Skin infections are among the most common reasons children present to pediatric primary care offices, urgent care clinics, and emergency departments. Although many infectious skin conditions are mild and self-limited, others may progress rapidly, recur frequently, or mimic inflammatory and systemic disease. Early recognition and appropriate treatment can reduce complications, limit transmission, and improve quality of life for children and families.

Pediatricians frequently diagnose and manage bacterial, viral, fungal, and parasitic skin infections without subspecialty involvement. However, determining when to refer a child to dermatology can be more challenging. Referral decisions often depend on disease severity, treatment response, recurrent infections, diagnostic uncertainty, cosmetic concerns, or concern for underlying immune dysfunction.

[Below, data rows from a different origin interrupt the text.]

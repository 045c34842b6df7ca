//! Certificate records: the payload embedded in a credential image.
//!
//! Records are built and signed with [`CertificateBuilder`] and serialized as
//! canonical JSON before embedding.

use chrono::{DateTime, SecondsFormat, Utc};
use serde::{Deserialize, Serialize};
use serde_json::Value;
use tracing::debug;

use crate::error::{GhostError, Result};
use crate::integrity::{
    canonical_hash, CanonicalBytes, CredentialSigner, DigestAlgorithm, SignatureVerifier,
};

/// Field excluded from the value that gets signed.
pub const SIGNATURE_FIELD: &str = "signature";

/// Highest valid risk score.
pub const MAX_RISK_SCORE: u32 = 100;

/// A learner's credential, embedded in the certificate image.
///
/// Optional fields are omitted from the serialized form when absent. An
/// absent field and an explicit `null` hash differently.
#[derive(Debug, Clone, PartialEq, Eq, Serialize, Deserialize)]
#[serde(rename_all = "camelCase")]
pub struct CertificateRecord {
    /// UUID of the credential
    pub id: String,
    /// DID of the issuing institution
    pub issuer_did: String,
    /// Canonical hash of the recipient's identifying data
    pub recipient_hash: String,
    /// RFC 3339 issue timestamp
    pub issue_date: String,
    pub course_name: String,
    /// Proctoring risk score, 0 (clean) to 100
    pub risk_score: u32,
    /// Signature over the canonical hash of the record without this field
    pub signature: String,
    #[serde(default, skip_serializing_if = "Option::is_none")]
    pub pqc_signature: Option<String>,
    /// Anchoring transaction hash
    #[serde(default, skip_serializing_if = "Option::is_none")]
    pub tx_hash: Option<String>,
}

impl CertificateRecord {
    /// Canonical JSON bytes to embed in the carrier.
    pub fn to_payload(&self) -> Result<Vec<u8>> {
        Ok(CanonicalBytes::new(self)?.into_bytes())
    }

    /// Parse an extracted payload.
    pub fn from_payload(bytes: &[u8]) -> Result<Self> {
        serde_json::from_slice(bytes).map_err(|e| GhostError::InvalidRecord(e.to_string()))
    }

    /// Canonical hash of the full record, signature included.
    pub fn canonical_digest(&self, algorithm: DigestAlgorithm) -> Result<String> {
        canonical_hash(self, algorithm)
    }

    /// Canonical hash of the record without its `signature` field.
    pub fn signing_digest(&self, algorithm: DigestAlgorithm) -> Result<String> {
        let value = serde_json::to_value(self)?;
        signing_digest_of(value, algorithm)
    }

    /// Check `signature` against the signing digest.
    ///
    /// `issuer_key` defaults to the record's own `issuerDid`.
    pub fn verify_signature(
        &self,
        verifier: &dyn SignatureVerifier,
        issuer_key: Option<&str>,
        algorithm: DigestAlgorithm,
    ) -> Result<bool> {
        let digest = self.signing_digest(algorithm)?;
        let key = issuer_key.unwrap_or(self.issuer_did.as_str());
        Ok(verifier.verify(&digest, &self.signature, key))
    }
}

/// Signing digest of an arbitrary record value.
///
/// Hashes `value` exactly as given, minus its top-level `signature` key, so
/// fields unknown to [`CertificateRecord`] are still covered.
pub fn signing_digest_of(mut value: Value, algorithm: DigestAlgorithm) -> Result<String> {
    match value.as_object_mut() {
        Some(map) => {
            map.remove(SIGNATURE_FIELD);
        }
        None => {
            return Err(GhostError::InvalidRecord(
                "certificate record must be a JSON object".into(),
            ))
        }
    }
    canonical_hash(&value, algorithm)
}

/// Hash of learner-identifying input: the canonical hash of `{"name": name}`.
pub fn recipient_hash(name: &str, algorithm: DigestAlgorithm) -> Result<String> {
    canonical_hash(&serde_json::json!({ "name": name }), algorithm)
}

/// Builder for issuing signed [`CertificateRecord`]s.
pub struct CertificateBuilder {
    id: Option<String>,
    issuer_did: String,
    recipient_name: String,
    course_name: String,
    issue_date: Option<DateTime<Utc>>,
    risk_score: u32,
    pqc_signature: Option<String>,
    tx_hash: Option<String>,
    digest: DigestAlgorithm,
}

impl CertificateBuilder {
    pub fn new(
        issuer_did: impl Into<String>,
        recipient_name: impl Into<String>,
        course_name: impl Into<String>,
    ) -> Self {
        Self {
            id: None,
            issuer_did: issuer_did.into(),
            recipient_name: recipient_name.into(),
            course_name: course_name.into(),
            issue_date: None,
            risk_score: 0,
            pqc_signature: None,
            tx_hash: None,
            digest: DigestAlgorithm::default(),
        }
    }

    /// Use a fixed id instead of a random UUID.
    pub fn with_id(mut self, id: impl Into<String>) -> Self {
        self.id = Some(id.into());
        self
    }

    /// Use a fixed issue date instead of now.
    pub fn with_issue_date(mut self, date: DateTime<Utc>) -> Self {
        self.issue_date = Some(date);
        self
    }

    pub fn with_risk_score(mut self, score: u32) -> Self {
        self.risk_score = score;
        self
    }

    pub fn with_pqc_signature(mut self, signature: impl Into<String>) -> Self {
        self.pqc_signature = Some(signature.into());
        self
    }

    pub fn with_tx_hash(mut self, tx_hash: impl Into<String>) -> Self {
        self.tx_hash = Some(tx_hash.into());
        self
    }

    pub fn with_digest(mut self, digest: DigestAlgorithm) -> Self {
        self.digest = digest;
        self
    }

    /// Build the record and sign its signing digest.
    pub fn build(self, signer: &dyn CredentialSigner) -> Result<CertificateRecord> {
        if self.recipient_name.trim().is_empty() {
            return Err(GhostError::InvalidRecord("recipient name is empty".into()));
        }
        if self.risk_score > MAX_RISK_SCORE {
            return Err(GhostError::InvalidRecord(format!(
                "risk score {} exceeds {MAX_RISK_SCORE}",
                self.risk_score
            )));
        }

        let id = self
            .id
            .unwrap_or_else(|| uuid::Uuid::new_v4().to_string());
        let issue_date = self
            .issue_date
            .unwrap_or_else(Utc::now)
            .to_rfc3339_opts(SecondsFormat::Millis, true);

        let mut record = CertificateRecord {
            id,
            issuer_did: self.issuer_did,
            recipient_hash: recipient_hash(&self.recipient_name, self.digest)?,
            issue_date,
            course_name: self.course_name,
            risk_score: self.risk_score,
            signature: String::new(),
            pqc_signature: self.pqc_signature,
            tx_hash: self.tx_hash,
        };

        let digest = record.signing_digest(self.digest)?;
        record.signature = signer.sign(&digest)?;

        debug!(
            id = %record.id,
            scheme = signer.scheme(),
            digest = &digest[..16],
            "Signed certificate record"
        );

        Ok(record)
    }
}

The following review highlights 5 of the most common infectious skin diseases seen in children and outlines situations in which referral to a dermatologist should be considered.

Impetigo

Impetigo remains one of the most frequently encountered bacterial skin infections in childhood, particularly among preschool- and school-aged children.1 The condition is typically caused by Staphylococcus aureus or Streptococcus pyogenes and spreads through direct skin-to-skin contact or contaminated surfaces.1

Nonbullous impetigo accounts for most cases and classically presents with “honey-colored crusts on the face and extremities.”1 Bullous impetigo, more commonly associated with toxin-producing strains of S aureus, produces fragile blisters that rupture easily.1 Minor trauma, eczema, insect bites, and humid weather increase susceptibility.2

Diagnosis is usually clinical. Limited disease often responds well to topical mupirocin or retapamulin, whereas more extensive disease may require oral antibiotics targeting methicillin-sensitive S aureus and streptococci.1 Community prevalence of methicillin-resistant S aureus may influence antibiotic selection.2

Although many cases resolve quickly, referral to dermatology may be appropriate in several settings. Children with recurrent impetigo despite appropriate therapy may require evaluation for bacterial colonization, atopic dermatitis, or other predisposing skin barrier disorders. Extensive disease, treatment failure, or concern for resistant organisms may also warrant
specialty consultation.2

Dermatology referral should also be considered when lesions are atypical or diagnostic uncertainty exists. Conditions such as herpes simplex virus infection, contact dermatitis, scabies, and autoimmune blistering disorders can occasionally resemble impetigo.3 Persistent crusted lesions that fail standard therapy may require bacterial culture or biopsy.

Children with recurrent bacterial skin infections involving multiple body sites may benefit from evaluation for immunodeficiency, especially when infections are severe or associated with poor wound healing.4

Molluscum contagiosum

Molluscum contagiosum is a common viral skin infection caused by a poxvirus and primarily affects children younger than 10 years. Transmission occurs through skin contact, autoinoculation, and the use of shared objects such as towels and athletic equipment.5

The condition presents with small, “smooth, dome-shaped papules with central umbilication.” Lesions are commonly found on the trunk, extremities, axillae, and groin.5 Many children remain asymptomatic, although associated dermatitis and pruritus are common.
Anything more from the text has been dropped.